Dear Dr. Wallace:

My best friend at work just asked to borrow some money from me; she says she needs it to pay her bills because she got behind on them.

My friend asked me for $1,000. I’ve never loaned anybody any money and I’ve certainly never been asked to loan anybody a large amount of money, so I’m worried because I’m so inexperienced at this. Should I loan my best friend the money she asked for? And if I do, should I make her sign a contract? Do I need an attorney to write up such a contract? I feel worried and confused.

— Not Sure About Loaning Money, via email

Dear Not Sure About Loaning Money: This is a tricky question, because you are no doubt invested in your relationship with your best friend.

Can you afford to give that sum of money to your friend? If you truly need it to pay your own bills, then you should not put your own finances at risk.

However, if you can afford to make this loan to her, I do not suggest using an attorney. It would cost you money to have a contract written up, and it would also imply to your friend that you don’t trust her.

Only you know how trustworthy she is, and you might also know a bit about her spending habits and why she is in this current financial position.

If you do make this loan, please realize that it might not ever be paid back at all or might never be paid back in full. You’ll also have added a new dynamic to your friendship that you should consider.

If you do make the loan, and if she does eventually pay you back in full, then you’ll both have benefited. She’ll get the bridge financing she needs and you’ll no doubt get many thanks for your friendship and assistance in her time of need.

If you do make her a loan, don’t charge her even a penny of interest!

Dear Dr. Wallace: I share a room with my younger brother, and we each get one bed and one side of the room to use as our own personal areas. He’s 12 and I’m 14. He’s a pretty good brother; he does not cause any trouble for me at all and in fact, he’s reliable if I need a favor from time to time.

My problem is that my side of the room is a mess, and his side of the room is neat and tidy. I’m not sure how I got this way, but I often notice how my parents’ room is sloppy, too — in fact, it looks just like mine! How can I be neater? I don’t even know where to start.

— A Sloppy Older Brother, via email

Dear A Sloppy Older Brother: The answer to your concerns lies right within your bedroom.

Don’t ask your parents for any help or advice, as the easiest way to get the solution to your question is to ask your younger brother! He obviously has a system that works for him, so simply ask him politely to show you his methods and secrets.

Most sloppy people know they’re sloppy. I think it’s great that you wish to improve yourself in this area.

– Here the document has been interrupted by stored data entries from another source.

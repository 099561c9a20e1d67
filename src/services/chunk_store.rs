//! src/services/chunk_store.rs
//!
//! ChunkStore: filesystem staging area for resumable uploads.
//!
//! Layout beneath `base_path/{asset_id}`:
//! - `.chunks/manifest.log` — one JSON `ManifestEntry` per file of the asset
//! - `.chunks/{identifier}/{chunk_number}` — raw chunk parts
//! - `files/{relative_path}` — reassembled files (written by the reassembler)
//! - `asset.tar` — archive handed to the remote store

use crate::{
    errors::{GatewayError, GatewayResult},
    models::manifest::ManifestEntry,
};
use bytes::Bytes;
use std::{
    io::{self, ErrorKind},
    path::{Component, Path, PathBuf},
};
use tokio::{
    fs::{self, File, OpenOptions},
    io::AsyncWriteExt,
};
use tracing::debug;
use uuid::Uuid;

const CHUNKS_DIR: &str = ".chunks";
const MANIFEST_FILE: &str = "manifest.log";
const FILES_DIR: &str = "files";
const ARCHIVE_FILE: &str = "asset.tar";
const MAX_TOKEN_LEN: usize = 255;
const MAX_RELATIVE_PATH_LEN: usize = 1024;

/// Chunk coordinates as announced by the resumable-upload client.
#[derive(Clone, Debug)]
pub struct ChunkUpload {
    pub identifier: String,
    /// 1-based.
    pub chunk_number: u32,
    pub total_chunks: u32,
    /// Nominal chunk size; chunk `n` starts at `chunk_size * (n - 1)`.
    pub chunk_size: u64,
    /// Declared size of the whole file.
    pub total_size: u64,
    pub relative_path: String,
}

impl ChunkUpload {
    /// Manifest line describing the file this chunk belongs to.
    pub fn manifest_entry(&self) -> ManifestEntry {
        ManifestEntry {
            identifier: self.identifier.clone(),
            relative_path: self.relative_path.clone(),
            chunk_size: self.chunk_size,
            total_chunks: self.total_chunks,
            total_size: self.total_size,
        }
    }
}

/// Outcome of a chunk write.
#[derive(Clone, Copy, Debug, PartialEq, Eq)]
pub struct ChunkWrite {
    pub bytes_written: u64,
    /// Length of the part this write replaced, when the chunk was re-sent.
    pub previous_len: Option<u64>,
    /// Whether this write registered the file in the manifest.
    pub registered: bool,
}

impl ChunkWrite {
    /// Net change in staged bytes.
    pub fn size_delta(&self) -> i64 {
        self.bytes_written as i64 - self.previous_len.unwrap_or(0) as i64
    }
}

#[derive(Clone, Debug)]
pub struct ChunkStore {
    /// Root of the staging area.
    pub base_path: PathBuf,
}

impl ChunkStore {
    pub fn new(base_path: impl Into<PathBuf>) -> Self {
        Self {
            base_path: base_path.into(),
        }
    }

    pub fn asset_dir(&self, asset_id: &str) -> PathBuf {
        self.base_path.join(asset_id)
    }

    pub fn chunks_dir(&self, asset_id: &str) -> PathBuf {
        self.asset_dir(asset_id).join(CHUNKS_DIR)
    }

    pub fn identifier_dir(&self, asset_id: &str, identifier: &str) -> PathBuf {
        self.chunks_dir(asset_id).join(identifier)
    }

    pub fn part_path(&self, asset_id: &str, identifier: &str, chunk_number: u32) -> PathBuf {
        self.identifier_dir(asset_id, identifier)
            .join(chunk_number.to_string())
    }

    pub fn manifest_path(&self, asset_id: &str) -> PathBuf {
        self.chunks_dir(asset_id).join(MANIFEST_FILE)
    }

    /// Directory the reassembled file tree of an asset lives in.
    pub fn files_root(&self, asset_id: &str) -> PathBuf {
        self.asset_dir(asset_id).join(FILES_DIR)
    }

    pub fn archive_path(&self, asset_id: &str) -> PathBuf {
        self.asset_dir(asset_id).join(ARCHIVE_FILE)
    }

    /// Write one chunk part.
    ///
    /// The chunk layout must tile the declared file size and the part must
    /// carry exactly the bytes its position requires. The first write for an
    /// identifier (the one that creates its chunk directory) appends the
    /// manifest line, whichever chunk number it carries; later writes must
    /// agree with that line. Parts land through a temp file + rename.
    pub async fn put_chunk(
        &self,
        asset_id: &str,
        chunk: &ChunkUpload,
        data: Bytes,
    ) -> GatewayResult<ChunkWrite> {
        ensure_token_safe("asset id", asset_id)?;
        ensure_token_safe("chunk identifier", &chunk.identifier)?;
        ensure_relative_path_safe(&chunk.relative_path)?;
        let entry = chunk.manifest_entry();
        entry.validate()?;
        entry.check_part(chunk.chunk_number, data.len() as u64)?;

        fs::create_dir_all(self.chunks_dir(asset_id)).await?;
        let id_dir = self.identifier_dir(asset_id, &chunk.identifier);
        let registered = match fs::create_dir(&id_dir).await {
            Ok(()) => true,
            Err(err) if err.kind() == ErrorKind::AlreadyExists => false,
            Err(err) => return Err(GatewayError::Io(err)),
        };
        if registered {
            if let Err(err) = self.append_manifest(asset_id, &entry).await {
                let _ = fs::remove_dir_all(&id_dir).await;
                return Err(err);
            }
            debug!(asset_id, identifier = %chunk.identifier, "registered manifest entry");
        } else if let Some(existing) = self.registered_entry(asset_id, &chunk.identifier).await? {
            if existing != entry {
                return Err(GatewayError::InvalidInput(format!(
                    "chunk layout of `{}` differs from its first chunk",
                    chunk.identifier
                )));
            }
        }

        let part_path = self.part_path(asset_id, &chunk.identifier, chunk.chunk_number);
        let previous_len = match fs::metadata(&part_path).await {
            Ok(meta) => Some(meta.len()),
            Err(err) if err.kind() == ErrorKind::NotFound => None,
            Err(err) => return Err(GatewayError::Io(err)),
        };

        let tmp_path = id_dir.join(format!(".tmp-{}", Uuid::new_v4()));
        if let Err(err) = write_file(&tmp_path, &data).await {
            let _ = fs::remove_file(&tmp_path).await;
            return Err(GatewayError::Io(err));
        }
        if let Err(err) = fs::rename(&tmp_path, &part_path).await {
            let _ = fs::remove_file(&tmp_path).await;
            return Err(GatewayError::Io(err));
        }

        Ok(ChunkWrite {
            bytes_written: data.len() as u64,
            previous_len,
            registered,
        })
    }

    /// Whether a chunk part is already on disk.
    pub async fn chunk_exists(
        &self,
        asset_id: &str,
        identifier: &str,
        chunk_number: u32,
    ) -> GatewayResult<bool> {
        ensure_token_safe("asset id", asset_id)?;
        ensure_token_safe("chunk identifier", identifier)?;
        Ok(fs::try_exists(self.part_path(asset_id, identifier, chunk_number)).await?)
    }

    /// Number of parts on disk for one file.
    pub async fn received_chunks(&self, asset_id: &str, identifier: &str) -> GatewayResult<u32> {
        let mut dir = match fs::read_dir(self.identifier_dir(asset_id, identifier)).await {
            Ok(dir) => dir,
            Err(err) if err.kind() == ErrorKind::NotFound => return Ok(0),
            Err(err) => return Err(GatewayError::Io(err)),
        };
        let mut count = 0;
        while let Some(entry) = dir.next_entry().await? {
            if entry.file_name().to_string_lossy().parse::<u32>().is_ok() {
                count += 1;
            }
        }
        Ok(count)
    }

    /// Drop the whole staging directory of an asset. Missing is fine.
    pub async fn remove_asset(&self, asset_id: &str) -> GatewayResult<()> {
        ensure_token_safe("asset id", asset_id)?;
        match fs::remove_dir_all(self.asset_dir(asset_id)).await {
            Ok(()) => Ok(()),
            Err(err) if err.kind() == ErrorKind::NotFound => Ok(()),
            Err(err) => Err(GatewayError::Io(err)),
        }
    }

    /// Manifest line registered for `identifier`, if already written.
    async fn registered_entry(
        &self,
        asset_id: &str,
        identifier: &str,
    ) -> GatewayResult<Option<ManifestEntry>> {
        let raw = match fs::read_to_string(self.manifest_path(asset_id)).await {
            Ok(raw) => raw,
            Err(err) if err.kind() == ErrorKind::NotFound => return Ok(None),
            Err(err) => return Err(GatewayError::Io(err)),
        };
        Ok(raw
            .lines()
            .filter_map(|line| serde_json::from_str::<ManifestEntry>(line).ok())
            .find(|entry| entry.identifier == identifier))
    }

    async fn append_manifest(&self, asset_id: &str, entry: &ManifestEntry) -> GatewayResult<()> {
        let mut line = serde_json::to_vec(entry).map_err(io::Error::other)?;
        line.push(b'\n');
        let mut file = OpenOptions::new()
            .create(true)
            .append(true)
            .open(self.manifest_path(asset_id))
            .await?;
        file.write_all(&line).await?;
        file.flush().await?;
        Ok(())
    }
}

async fn write_file(path: &Path, data: &[u8]) -> io::Result<()> {
    let mut file = File::create(path).await?;
    file.write_all(data).await?;
    file.flush().await?;
    file.sync_all().await
}

/// Asset ids and chunk identifiers become single path components.
pub fn ensure_token_safe(kind: &str, value: &str) -> GatewayResult<()> {
    let valid = !value.is_empty()
        && value.len() <= MAX_TOKEN_LEN
        && !value.starts_with('.')
        && value
            .chars()
            .all(|c| c.is_ascii_alphanumeric() || matches!(c, '-' | '_' | '.'));
    if valid {
        Ok(())
    } else {
        Err(GatewayError::InvalidInput(format!("invalid {} `{}`", kind, value)))
    }
}

/// Relative paths must stay inside the asset's file tree.
pub fn ensure_relative_path_safe(path: &str) -> GatewayResult<()> {
    let invalid = || GatewayError::InvalidInput(format!("invalid relative path `{}`", path));
    if path.is_empty() || path.len() > MAX_RELATIVE_PATH_LEN {
        return Err(invalid());
    }
    if path.bytes().any(|b| b.is_ascii_control() || b == b'\\') {
        return Err(invalid());
    }
    let all_normal = Path::new(path)
        .components()
        .all(|c| matches!(c, Component::Normal(_)));
    if !all_normal {
        return Err(invalid());
    }
    Ok(())
}

/// Display name of an asset: the first segment of the uploaded path.
pub fn display_name(relative_path: &str) -> &str {
    relative_path
        .split('/')
        .find(|segment| !segment.is_empty())
        .unwrap_or(relative_path)
}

I trust your nice younger brother will indeed help you out, but just in case you still need pointers, I’ll provide you with some.

First, since you want to address your problem the right way, begin small. Put a thing or two away every time you enter or leave your bedroom. Pick up after yourself and be sure to immediately get into the habit of throwing all trash in a trash can. This means wrappers, paper plates, napkins, crumbs, paper cups or anything else that needs to eventually be put in the family trash can at the curb each week. Do not allow any of these items to accumulate in your space.

Second, take control of your dirty clothes. Be sure to put them in a laundry basket right away so they won’t become an eyesore in your room.

Finally, make your bed each day — and do this immediately when you get out of bed! It only takes a minute, and you can stretch a bit as you do this, which will help you to wake up fully.

With a made bed to look at right off the top of the morning, you’ll find yourself feeling better and much more confident that you are in control of your personal space. You’ll be proud and peaceful as you go through your day from there.